Instructions to follow: Retype each entry below exactly as it stands.

----

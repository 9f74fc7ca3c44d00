use async_trait::async_trait;
use sea_orm::{ActiveModelTrait, DatabaseConnection, EntityTrait, Set};
use std::sync::Arc;
use tracing::{info, instrument};

use super::{not_updated_as_not_found, BaseRepository, CrudRepository, Repository};
use crate::dto::CustomerPayload;
use crate::entities::customer::{self, Entity as Customer, Model as CustomerModel};
use crate::errors::ServiceError;

/// Repository for customer rows
#[derive(Debug, Clone)]
pub struct CustomerRepository {
    base: BaseRepository,
}

impl CustomerRepository {
    pub fn new(db: Arc<DatabaseConnection>) -> Self {
        Self {
            base: BaseRepository::new(db),
        }
    }
}

impl Repository for CustomerRepository {
    fn get_db(&self) -> &DatabaseConnection {
        self.base.get_db()
    }
}

#[async_trait]
impl CrudRepository for CustomerRepository {
    type Record = CustomerModel;
    type Payload = CustomerPayload;

    const RESOURCE: &'static str = "Customer";

    #[instrument(skip(self))]
    async fn list_all(&self) -> Result<Vec<CustomerModel>, ServiceError> {
        Ok(Customer::find().all(self.get_db()).await?)
    }

    #[instrument(skip(self))]
    async fn get_by_id(&self, id: i32) -> Result<Option<CustomerModel>, ServiceError> {
        Ok(Customer::find_by_id(id).one(self.get_db()).await?)
    }

    #[instrument(skip(self, payload))]
    async fn create(&self, payload: CustomerPayload) -> Result<CustomerModel, ServiceError> {
        let active: customer::ActiveModel = payload.into();
        let created = active.insert(self.get_db()).await?;
        info!("Customer created: {}", created.id);
        Ok(created)
    }

    #[instrument(skip(self, payload))]
    async fn update(&self, id: i32, payload: CustomerPayload) -> Result<CustomerModel, ServiceError> {
        let mut active: customer::ActiveModel = payload.into();
        active.id = Set(id);
        active
            .update(self.get_db())
            .await
            .map_err(|e| not_updated_as_not_found(e, Self::RESOURCE, id))
    }

    #[instrument(skip(self))]
    async fn delete(&self, id: i32) -> Result<(), ServiceError> {
        let result = Customer::delete_by_id(id).exec(self.get_db()).await?;
        if result.rows_affected == 0 {
            return Err(ServiceError::not_found(Self::RESOURCE, id));
        }
        info!("Customer deleted: {}", id);
        Ok(())
    }
}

----

Response to this task:
repository 9f74fc7ca3c44d00
use async_trait::async_trait;
use sea_orm::{ActiveModelTrait, DatabaseConnection, EntityTrait, Set};
use std::sync::Arc;
use tracing::{info, instrument};

use super::{not_updated_as_not_found, BaseRepository, CrudRepository, Repository};
use crate::dto::CustomerPayload;
use crate::entities::customer::{self, Entity as Customer, Model as CustomerModel};
use crate::errors::ServiceError;

/// Repository for customer rows
#[derive(Debug, Clone)]
pub struct CustomerRepository {
    base: BaseRepository,
}

impl CustomerRepository {
    pub fn new(db: Arc<DatabaseConnection>) -> Self {
        Self {
            base: BaseRepository::new(db),
        }
    }
}

impl Repository for CustomerRepository {
    fn get_db(&self) -> &DatabaseConnection {
        self.base.get_db()
    }
}

#[async_trait]
impl CrudRepository for CustomerRepository {
    type Record = CustomerModel;
    type Payload = CustomerPayload;

    const RESOURCE: &'static str = "Customer";

    #[instrument(skip(self))]
    async fn list_all(&self) -> Result<Vec<CustomerModel>, ServiceError> {
        Ok(Customer::find().all(self.get_db()).await?)
    }

    #[instrument(skip(self))]
    async fn get_by_id(&self, id: i32) -> Result<Option<CustomerModel>, ServiceError> {
        Ok(Customer::find_by_id(id).one(self.get_db()).await?)
    }

    #[instrument(skip(self, payload))]
    async fn create(&self, payload: CustomerPayload) -> Result<CustomerModel, ServiceError> {
        let active: customer::ActiveModel = payload.into();
        let created = active.insert(self.get_db()).await?;
        info!("Customer created: {}", created.id);
        Ok(created)
    }

    #[instrument(skip(self, payload))]
    async fn update(&self, id: i32, payload: CustomerPayload) -> Result<CustomerModel, ServiceError> {
        let mut active: customer::ActiveModel = payload.into();
        active.id = Set(id);
        active
            .update(self.get_db())
            .await
            .map_err(|e| not_updated_as_not_found(e, Self::RESOURCE, id))
    }

    #[instrument(skip(self))]
    async fn delete(&self, id: i32) -> Result<(), ServiceError> {
        let result = Customer::delete_by_id(id).exec(self.get_db()).await?;
        if result.rows_affected == 0 {
            return Err(ServiceError::not_found(Self::RESOURCE, id));
        }
        info!("Customer deleted: {}", id);
        Ok(())
    }
}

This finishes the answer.